*EXERCISE*: Output a verbatim copy of the data, cut off after the line that contains "join_date TEXT NOT".

*SUPPLIED INFORMATION*:
pub fn setup_database(conn: &Connection) -> Result<()> {
    conn.execute_batch(
        "
        -- ==================================================================
        -- Members
        -- ==================================================================
        CREATE TABLE IF NOT EXISTS member (
            member_id INTEGER PRIMARY KEY AUTOINCREMENT,
            name TEXT NOT NULL,
            email TEXT,
            phone TEXT,
            birth_date TEXT,
            join_date TEXT NOT NULL,
            membership_type TEXT NOT NULL,
            membership_expiry TEXT,
            status TEXT NOT NULL
        );

        CREATE TABLE IF NOT EXISTS member_goal (
            goal_id INTEGER PRIMARY KEY AUTOINCREMENT,
            member_id INTEGER NOT NULL REFERENCES member(member_id),
            goal_type TEXT NOT NULL,
            target_date TEXT,
            initial_value INTEGER,
            target_value INTEGER
        );

        CREATE TABLE IF NOT EXISTS workout_session (
            session_id INTEGER PRIMARY KEY AUTOINCREMENT,
            member_id INTEGER REFERENCES member(member_id),
            session_date TEXT NOT NULL,
            start_time TEXT NOT NULL,
            end_time TEXT NOT NULL,
            notes TEXT
        );

        -- ==================================================================
        -- Trainers and classes
        -- ==================================================================
        CREATE TABLE IF NOT EXISTS trainer (
            trainer_id INTEGER PRIMARY KEY AUTOINCREMENT,
            name TEXT NOT NULL,
            email TEXT,
            phone TEXT,
            join_date TEXT,
            specialization TEXT NOT NULL,
            certification TEXT,
            hourly_rate REAL,
            rating REAL,
            status TEXT NOT NULL,
            bio TEXT
        );

        CREATE TABLE IF NOT EXISTS gym_class (
            class_id INTEGER PRIMARY KEY AUTOINCREMENT,
            name TEXT NOT NULL,
            description TEXT,
            difficulty_level TEXT,
            trainer_id INTEGER REFERENCES trainer(trainer_id),
            max_capacity INTEGER,
            location TEXT
        );

        CREATE TABLE IF NOT EXISTS class_schedule (
            schedule_id INTEGER PRIMARY KEY AUTOINCREMENT,
            class_id INTEGER NOT NULL REFERENCES gym_class(class_id),
            schedule_date TEXT NOT NULL,
            start_time TEXT NOT NULL,
            end_time TEXT NOT NULL,
            trainer_id INTEGER NOT NULL REFERENCES trainer(trainer_id),
            status TEXT NOT NULL DEFAULT 'scheduled'
        );

        CREATE TABLE IF NOT EXISTS member_class (
            member_class_id INTEGER PRIMARY KEY AUTOINCREMENT,
            member_id INTEGER NOT NULL REFERENCES member(member_id),
            schedule_id INTEGER NOT NULL REFERENCES class_schedule(schedule_id),
            attendance_status TEXT NOT NULL,
            rating REAL
        );

        -- ==================================================================
        -- Finance
        -- ==================================================================
        CREATE TABLE IF NOT EXISTS income_transaction (
            income_id INTEGER PRIMARY KEY AUTOINCREMENT,
            idempotency_hash TEXT UNIQUE NOT NULL,
            transaction_date TEXT NOT NULL,
            income_type TEXT NOT NULL,
            amount REAL NOT NULL,
            payment_method TEXT NOT NULL,
            member_id INTEGER REFERENCES member(member_id),
            description TEXT,
            reference_id INTEGER,
            created_at DATETIME DEFAULT CURRENT_TIMESTAMP
        );

        CREATE TABLE IF NOT EXISTS expense_transaction (
            expense_id INTEGER PRIMARY KEY AUTOINCREMENT,
            idempotency_hash TEXT UNIQUE NOT NULL,
            transaction_date TEXT NOT NULL,
            expense_category TEXT NOT NULL,
            amount REAL NOT NULL,
            payment_method TEXT NOT NULL,
            vendor_name TEXT,
            description TEXT,
            receipt_number TEXT,
            created_at DATETIME DEFAULT CURRENT_TIMESTAMP
        );

        CREATE TABLE IF NOT EXISTS budget_allocation (
            budget_id INTEGER PRIMARY KEY AUTOINCREMENT,
            budget_year INTEGER NOT NULL,
            budget_month INTEGER NOT NULL,
            category TEXT NOT NULL,
            allocated_amount REAL NOT NULL,
            actual_amount REAL NOT NULL DEFAULT 0
        );

        CREATE TABLE IF NOT EXISTS financial_target (
            target_id INTEGER PRIMARY KEY AUTOINCREMENT,
            target_year INTEGER NOT NULL,
            target_month INTEGER NOT NULL,
            target_type TEXT NOT NULL,
            target_value REAL NOT NULL,
            actual_value REAL NOT NULL DEFAULT 0
        );

        -- ==================================================================
        -- Feedback
        -- ==================================================================
        CREATE TABLE IF NOT EXISTS feedback (
            feedback_id INTEGER PRIMARY KEY AUTOINCREMENT,
            member_id INTEGER REFERENCES member(member_id),
            feedback_date TEXT NOT NULL,
            feedback_type TEXT NOT NULL,
            content TEXT NOT NULL,
            rating REAL,
            sentiment TEXT NOT NULL,
            sentiment_score REAL NOT NULL DEFAULT 0
        );

        CREATE TABLE IF NOT EXISTS feedback_topic (
            topic_id INTEGER PRIMARY KEY AUTOINCREMENT,
            feedback_id INTEGER NOT NULL REFERENCES feedback(feedback_id),
            topic TEXT NOT NULL,
            sentiment_score REAL NOT NULL DEFAULT 0,
            confidence REAL NOT NULL DEFAULT 0
        );

        -- ==================================================================
        -- Products and sales
        -- ==================================================================
        CREATE TABLE IF NOT EXISTS product_category (
            category_id INTEGER PRIMARY KEY AUTOINCREMENT,
            name TEXT NOT NULL,
            description TEXT,
            color_code TEXT
        );

        CREATE TABLE IF NOT EXISTS product (
            product_id INTEGER PRIMARY KEY AUTOINCREMENT,
            name TEXT NOT NULL,
            brand TEXT,
            category_id INTEGER REFERENCES product_category(category_id),
            price REAL NOT NULL,
            cost_price REAL NOT NULL,
            current_stock INTEGER NOT NULL DEFAULT 0,
            status TEXT NOT NULL DEFAULT 'active'
        );

        CREATE TABLE IF NOT EXISTS sale (
            sale_id INTEGER PRIMARY KEY AUTOINCREMENT,
            member_id INTEGER REFERENCES member(member_id),
            sale_date TEXT NOT NULL,
            total_amount REAL NOT NULL,
            payment_method TEXT NOT NULL DEFAULT 'cash',
            status TEXT NOT NULL DEFAULT 'completed'
        );

        CREATE TABLE IF NOT EXISTS sale_item (
            sale_item_id INTEGER PRIMARY KEY AUTOINCREMENT,
            sale_id INTEGER NOT NULL REFERENCES sale(sale_id),
            product_id INTEGER NOT NULL REFERENCES product(product_id),
            quantity INTEGER NOT NULL,
            unit_price REAL NOT NULL,
            subtotal REAL NOT NULL
        );

        -- ==================================================================
        -- Inventory
        -- ==================================================================
        CREATE TABLE IF NOT EXISTS equipment_category (
            category_id INTEGER PRIMARY KEY AUTOINCREMENT,
            category_name TEXT UNIQUE NOT NULL
        );

        CREATE TABLE IF NOT EXISTS equipment (
            equipment_id INTEGER PRIMARY KEY AUTOINCREMENT,
            name TEXT NOT NULL,
            category_id INTEGER REFERENCES equipment_category(category_id),
            purchase_date TEXT,
            purchase_price REAL,
            status TEXT NOT NULL,
            quantity INTEGER NOT NULL DEFAULT 1,
            location TEXT
        );

        CREATE TABLE IF NOT EXISTS backup_equipment (
            backup_id INTEGER PRIMARY KEY AUTOINCREMENT,
            equipment_id INTEGER NOT NULL REFERENCES equipment(equipment_id),
            quantity INTEGER NOT NULL DEFAULT 0
        );

        -- ==================================================================
        -- Chatbot
        -- ==================================================================
        CREATE TABLE IF NOT EXISTS chat_session (
            session_id INTEGER PRIMARY KEY AUTOINCREMENT,
            user_id TEXT,
            session_start TEXT NOT NULL,
            last_activity TEXT NOT NULL,
            is_active INTEGER NOT NULL DEFAULT 1
        );

        CREATE TABLE IF NOT EXISTS chat_message (
            message_id INTEGER PRIMARY KEY AUTOINCREMENT,
            session_id INTEGER NOT NULL REFERENCES chat_session(session_id),
            message_type TEXT NOT NULL,
            content TEXT NOT NULL,
            timestamp TEXT NOT NULL,
            context_data TEXT
        );

        -- ==================================================================
        -- Events Table (audit trail)
        -- ==================================================================
        CREATE TABLE IF NOT EXISTS events (
            id INTEGER PRIMARY KEY AUTOINCREMENT,
            event_id TEXT UNIQUE NOT NULL,
            timestamp TEXT NOT NULL,
            event_type TEXT NOT NULL,
            entity_type TEXT NOT NULL,
            entity_id TEXT NOT NULL,
            data TEXT NOT NULL,
            actor TEXT NOT NULL,
            created_at DATETIME DEFAULT CURRENT_TIMESTAMP
        );

        -- ==================================================================
        -- Indexes
        -- ==================================================================
        CREATE INDEX IF NOT EXISTS idx_income_date ON income_transaction(transaction_date);
        CREATE INDEX IF NOT EXISTS idx_income_type ON income_transaction(income_type);
        CREATE INDEX IF NOT EXISTS idx_expense_date ON expense_transaction(transaction_date);
        CREATE INDEX IF NOT EXISTS idx_expense_category ON expense_transaction(expense_category);
        CREATE INDEX IF NOT EXISTS idx_member_join ON member(join_date);
        CREATE INDEX IF NOT EXISTS idx_feedback_date ON feedback(feedback_date);
        CREATE INDEX IF NOT EXISTS idx_sale_date ON sale(sale_date);
        CREATE INDEX IF NOT EXISTS idx_chat_message_session ON chat_message(session_id);
        CREATE INDEX IF NOT EXISTS idx_events_entity ON events(entity_type, entity_id);
        CREATE INDEX IF NOT EXISTS idx_events_timestamp ON events(timestamp);
        ",
    )?;

    Ok(())
}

*SOLUTION TO THIS EXERCISE*:
pub fn setup_database(conn: &Connection) -> Result<()> {
    conn.execute_batch(
        "
        -- ==================================================================
        -- Members
        -- ==================================================================
        CREATE TABLE IF NOT EXISTS member (
            member_id INTEGER PRIMARY KEY AUTOINCREMENT,
            name TEXT NOT NULL,
            email TEXT,
            phone TEXT,
            birth_date TEXT,
            join_date TEXT NOT NULL,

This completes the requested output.